BACKGROUND: The aim of this prospective study was to assess whether the presence of septic shock could influence the dose response to inhaled nitric oxide (NO) in NO-responding patients with adult respiratory distress syndrome (ARDS). RESULTS: Eight patients with ARDS and without septic shock (PaO(2) = 95 ± 16 mmHg, PEEP = 0, FiO(2) = 1.0), and eight patients with ARDS and septic shock (PaO(2) = 88 ± 11 mmHg, PEEP = 0, FiO(2) = 1.0) receiving exclusively norepinephrine were studied. All responded to 15 ppm inhaled NO with an increase in PaO(2) of at least 40 mmHg, at FiO(2) 1.0 and PEEP 10 cmH(2)O. Inspiratory intratracheal NO concentrations were recorded continuously using a fast response time chemiluminescence apparatus. Seven inspiratory NO concentrations were randomly administered: 0.15, 0.45, 1.5, 4.5, 15, 45 and 150 ppm. In both groups, NO induced a dose-dependent decrease in mean pulmonary artery pressure (MPAP), pulmonary vascular resistance index (PVRI), and venous admixture (Q(VA)/Q(T)), and a dose-dependent increase in PaO(2)/FiO(2) (P ≤ 0.012). Dose-response of MPAP and PVRI were similar in both groups with a plateau effect at 4.5 ppm. Dose-response of PaO(2)/FiO(2) was influenced by the presence of septic shock. No plateau effect was observed in patients with septic shock and PaO(2)/FiO(2) increased by 173 ± 37% at 150 ppm.
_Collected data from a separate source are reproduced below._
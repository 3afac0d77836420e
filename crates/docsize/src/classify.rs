//! Classification of loose JSON input into [`Value`]s.
//!
//! JSON carries no type tags for timestamps or geographic points, so they are
//! recognized by shape. Categories are tested in a fixed priority order and
//! the first match wins:
//!
//! 1. null, boolean, number, string
//! 2. object with numeric `seconds` and numeric `nanoseconds` => Timestamp
//! 3. object with numeric `latitude` and numeric `longitude` => GeoPoint
//! 4. array
//! 5. any other object => Map
//!
//! Extra fields on a Timestamp or GeoPoint shaped object are ignored. Strings
//! and keys are borrowed from the input.
//!
//! Building a [`Value`] tree is depth-limited by [`IngestOptions`]. Estimating
//! JSON directly with [`estimate_json`] applies the same shape rules without
//! building a tree and accepts any nesting depth.

use std::borrow::Cow;

use serde_json::{Map as JsonMap, Number, Value as Json};

use crate::error::IngestError;
use crate::limits::IngestOptions;
use crate::model::{GeoPoint, Map, Timestamp, Value};
use crate::size::{
    BOOL_SIZE, ENTRY_OVERHEAD, GEO_POINT_SIZE, NULL_SIZE, NUMBER_SIZE, TIMESTAMP_SIZE,
    string_size,
};

/// Classifies a JSON value using default [`IngestOptions`].
pub fn classify_json(input: &Json) -> Result<Value<'_>, IngestError> {
    classify_json_with_options(input, IngestOptions::default())
}

/// Classifies a JSON value with the given options.
pub fn classify_json_with_options(
    input: &Json,
    options: IngestOptions,
) -> Result<Value<'_>, IngestError> {
    classify(input, 0, &options)
}

/// Estimates a JSON value under the same classification rules.
///
/// Equal to estimating the classified value, but total: walks the input with
/// an explicit stack and has no depth limit.
pub fn estimate_json(input: &Json) -> usize {
    let mut total: usize = 0;
    let mut pending: Vec<&Json> = vec![input];

    while let Some(input) = pending.pop() {
        let cost = match input {
            Json::Null => NULL_SIZE,
            Json::Bool(_) => BOOL_SIZE,
            Json::Number(_) => NUMBER_SIZE,
            Json::String(s) => string_size(s),
            Json::Array(items) => {
                pending.extend(items.iter());
                items.len().saturating_mul(ENTRY_OVERHEAD)
            }
            Json::Object(fields) => {
                if as_timestamp(fields).is_some() {
                    TIMESTAMP_SIZE
                } else if as_geo_point(fields).is_some() {
                    GEO_POINT_SIZE
                } else {
                    pending.extend(fields.values());
                    fields.len().saturating_mul(ENTRY_OVERHEAD)
                }
            }
        };
        total = total.saturating_add(cost);
    }

    total
}

/// Parses JSON text, then estimates it.
///
/// Fails only when the text is not JSON.
pub fn estimate_json_str(text: &str) -> Result<usize, IngestError> {
    let parsed: Json = serde_json::from_str(text)?;
    Ok(estimate_json(&parsed))
}

fn classify<'a>(
    input: &'a Json,
    depth: usize,
    options: &IngestOptions,
) -> Result<Value<'a>, IngestError> {
    match input {
        Json::Null => Ok(Value::Null),
        Json::Bool(b) => Ok(Value::Bool(*b)),
        Json::Number(n) => Ok(classify_number(n)),
        Json::String(s) => Ok(Value::String(Cow::Borrowed(s.as_str()))),
        Json::Array(items) => {
            let depth = enter(depth, options)?;
            let items = items
                .iter()
                .map(|item| classify(item, depth, options))
                .collect::<Result<Vec<_>, _>>()?;
            Ok(Value::Array(items))
        }
        Json::Object(fields) => {
            if let Some(ts) = as_timestamp(fields) {
                return Ok(Value::Timestamp(ts));
            }
            if let Some(point) = as_geo_point(fields) {
                return Ok(Value::GeoPoint(point));
            }
            let depth = enter(depth, options)?;
            let mut map = Map::with_capacity_and_hasher(fields.len(), Default::default());
            for (key, value) in fields {
                map.insert(Cow::Borrowed(key.as_str()), classify(value, depth, options)?);
            }
            Ok(Value::Map(map))
        }
    }
}

/// Returns the depth of a child container, or an error past the limit.
fn enter(depth: usize, options: &IngestOptions) -> Result<usize, IngestError> {
    let depth = depth + 1;
    if depth > options.max_depth {
        return Err(IngestError::DepthExceeded {
            max: options.max_depth,
        });
    }
    Ok(depth)
}

fn classify_number(n: &Number) -> Value<'static> {
    match n.as_i64() {
        Some(i) => Value::Integer(i),
        // Unsigned values past i64::MAX land here; they are always representable as f64.
        None => Value::Double(n.as_f64().unwrap_or(f64::NAN)),
    }
}

fn number_field<'a>(fields: &'a JsonMap<String, Json>, key: &str) -> Option<&'a Number> {
    match fields.get(key) {
        Some(Json::Number(n)) => Some(n),
        _ => None,
    }
}

/// Converts to i64, truncating fractions and saturating at the bounds.
fn saturating_i64(n: &Number) -> i64 {
    n.as_i64()
        .unwrap_or_else(|| n.as_f64().map_or(0, |f| f as i64))
}

fn as_timestamp(fields: &JsonMap<String, Json>) -> Option<Timestamp> {
    let seconds = number_field(fields, "seconds")?;
    let nanoseconds = number_field(fields, "nanoseconds")?;
    let nanos = saturating_i64(nanoseconds).clamp(i64::from(i32::MIN), i64::from(i32::MAX));
    Some(Timestamp {
        seconds: saturating_i64(seconds),
        nanoseconds: nanos as i32,
    })
}

fn as_geo_point(fields: &JsonMap<String, Json>) -> Option<GeoPoint> {
    let latitude = number_field(fields, "latitude")?.as_f64()?;
    let longitude = number_field(fields, "longitude")?.as_f64()?;
    Some(GeoPoint {
        latitude,
        longitude,
    })
}

#[cfg(test)]
mod tests {
    use serde_json::json;

    use super::*;
    use crate::model::Category;
    use crate::size::estimate;

    fn category_of(input: Json) -> Category {
        classify_json(&input).map(|v| v.category()).unwrap()
    }

    #[test]
    fn test_primitives() {
        assert_eq!(classify_json(&json!(null)).unwrap(), Value::Null);
        assert_eq!(classify_json(&json!(true)).unwrap(), Value::Bool(true));
        assert_eq!(classify_json(&json!(42)).unwrap(), Value::Integer(42));
        assert_eq!(classify_json(&json!(2.5)).unwrap(), Value::Double(2.5));
        assert_eq!(classify_json(&json!("hi")).unwrap(), Value::from("hi"));
    }

    #[test]
    fn test_large_unsigned_is_double() {
        let big = json!(u64::MAX);
        let v = classify_json(&big).unwrap();
        assert!(matches!(v, Value::Double(_)));
        assert_eq!(estimate(&v), 8);
    }

    #[test]
    fn test_timestamp_shape() {
        let input = json!({"seconds": 100, "nanoseconds": 0});
        assert_eq!(classify_json(&input).unwrap(), Value::Timestamp(Timestamp::new(100, 0)));
        assert_eq!(estimate_json(&input), 8);
    }

    #[test]
    fn test_timestamp_extra_fields_ignored() {
        let input = json!({"seconds": 1, "nanoseconds": 2, "note": "a long string value"});
        assert_eq!(category_of(input), Category::Timestamp);
    }

    #[test]
    fn test_timestamp_fractional_fields() {
        let input = json!({"seconds": 1.9, "nanoseconds": -3e12});
        let v = classify_json(&input).unwrap();
        assert_eq!(v, Value::Timestamp(Timestamp::new(1, i32::MIN)));
    }

    #[test]
    fn test_geo_point_shape() {
        let input = json!({"latitude": 1.0, "longitude": 2.0});
        assert_eq!(classify_json(&input).unwrap(), Value::GeoPoint(GeoPoint::new(1.0, 2.0)));
        assert_eq!(estimate_json(&input), 16);
    }

    #[test]
    fn test_timestamp_wins_over_geo_point() {
        let input = json!({"seconds": 1, "nanoseconds": 2, "latitude": 3, "longitude": 4});
        assert_eq!(category_of(input), Category::Timestamp);
    }

    #[test]
    fn test_partial_shapes_are_maps() {
        assert_eq!(category_of(json!({"seconds": 1})), Category::Map);
        assert_eq!(category_of(json!({"seconds": 1, "nanoseconds": "0"})), Category::Map);
        assert_eq!(category_of(json!({"latitude": 1.0, "longitude": null})), Category::Map);
        assert_eq!(category_of(json!({"lat": 1.0, "lng": 2.0})), Category::Map);
    }

    #[test]
    fn test_non_numeric_shape_costs_as_map() {
        // {seconds: 1 => 9, nanoseconds: "0" => 3}
        let input = json!({"seconds": 1, "nanoseconds": "0"});
        assert_eq!(estimate_json(&input), 9 + 3);
    }

    #[test]
    fn test_scenarios() {
        assert_eq!(estimate_json(&json!(null)), 1);
        assert_eq!(estimate_json(&json!(true)), 1);
        assert_eq!(estimate_json(&json!(42)), 8);
        assert_eq!(estimate_json(&json!(3.5)), 8);
        assert_eq!(estimate_json(&json!("hello")), 6);
        assert_eq!(estimate_json(&json!(["a", "bb"])), 7);
        assert_eq!(estimate_json(&json!({"x": 1, "y": "ab"})), 13);
        assert_eq!(estimate_json(&json!({})), 0);
        assert_eq!(estimate_json(&json!([])), 0);
    }

    #[test]
    fn test_nested_records() {
        let input = json!({
            "created": {"seconds": 1700000000, "nanoseconds": 5},
            "places": [{"latitude": 0.0, "longitude": 0.0}, {"name": "x"}]
        });
        // created: 8 + 1; places: (16 + 1) + ((2 + 1) + 1) => 21, + 1
        assert_eq!(estimate_json(&input), 9 + 22);
    }

    #[test]
    fn test_strings_are_borrowed() {
        let input = json!({"k": "v"});
        let v = classify_json(&input).unwrap();
        match v.get("k") {
            Some(Value::String(Cow::Borrowed(s))) => assert_eq!(*s, "v"),
            other => panic!("expected borrowed string, got {other:?}"),
        }
    }

    #[test]
    fn test_depth_limit() {
        let input = json!([[[1]]]);
        let ok = classify_json_with_options(&input, IngestOptions::new().max_depth(3));
        assert!(ok.is_ok());
        let err = classify_json_with_options(&input, IngestOptions::new().max_depth(2));
        assert_eq!(err, Err(IngestError::DepthExceeded { max: 2 }));
    }

    #[test]
    fn test_records_do_not_count_toward_depth() {
        let input = json!([{"seconds": 0, "nanoseconds": 0}]);
        let v = classify_json_with_options(&input, IngestOptions::new().max_depth(1)).unwrap();
        assert_eq!(estimate(&v), 9);
    }

    #[test]
    fn test_estimate_json_matches_classified_estimate() {
        let input = json!({
            "at": {"seconds": 1, "nanoseconds": 2},
            "pos": {"latitude": 1.0, "longitude": 2.0},
            "half": {"latitude": 1.0},
            "list": [null, true, 1.5, "😀", [[]], {}],
        });
        let classified = classify_json(&input).unwrap();
        assert_eq!(estimate_json(&input), estimate(&classified));
    }

    #[test]
    fn test_estimate_json_past_depth_limit() {
        let mut input = json!(null);
        for _ in 0..200 {
            input = json!([input]);
        }
        assert_eq!(
            classify_json(&input),
            Err(IngestError::DepthExceeded { max: crate::limits::DEFAULT_MAX_DEPTH })
        );
        assert_eq!(estimate_json(&input), 200 + 1);
    }

    #[test]
    fn test_estimate_json_str() {
        assert_eq!(estimate_json_str(r#"{"x": 1, "y": "ab"}"#), Ok(13));
        assert!(matches!(estimate_json_str("{not json"), Err(IngestError::Json(_))));
    }
}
In patients without septic shock, an 82 ± 26% increase in PaO(2)/FiO(2) was observed with a plateau effect obtained at 15 ppm. In both groups, dose-response curves demonstrated a marked interindividual variability and in five patients pulmonary vascular effect and improvement in arterial oxygenation were dissociated. CONCLUSION: For similar NOinduced decreases in MPAP and PVRI in both groups, the increase in arterial oxygenation was more marked in patients with septic shock.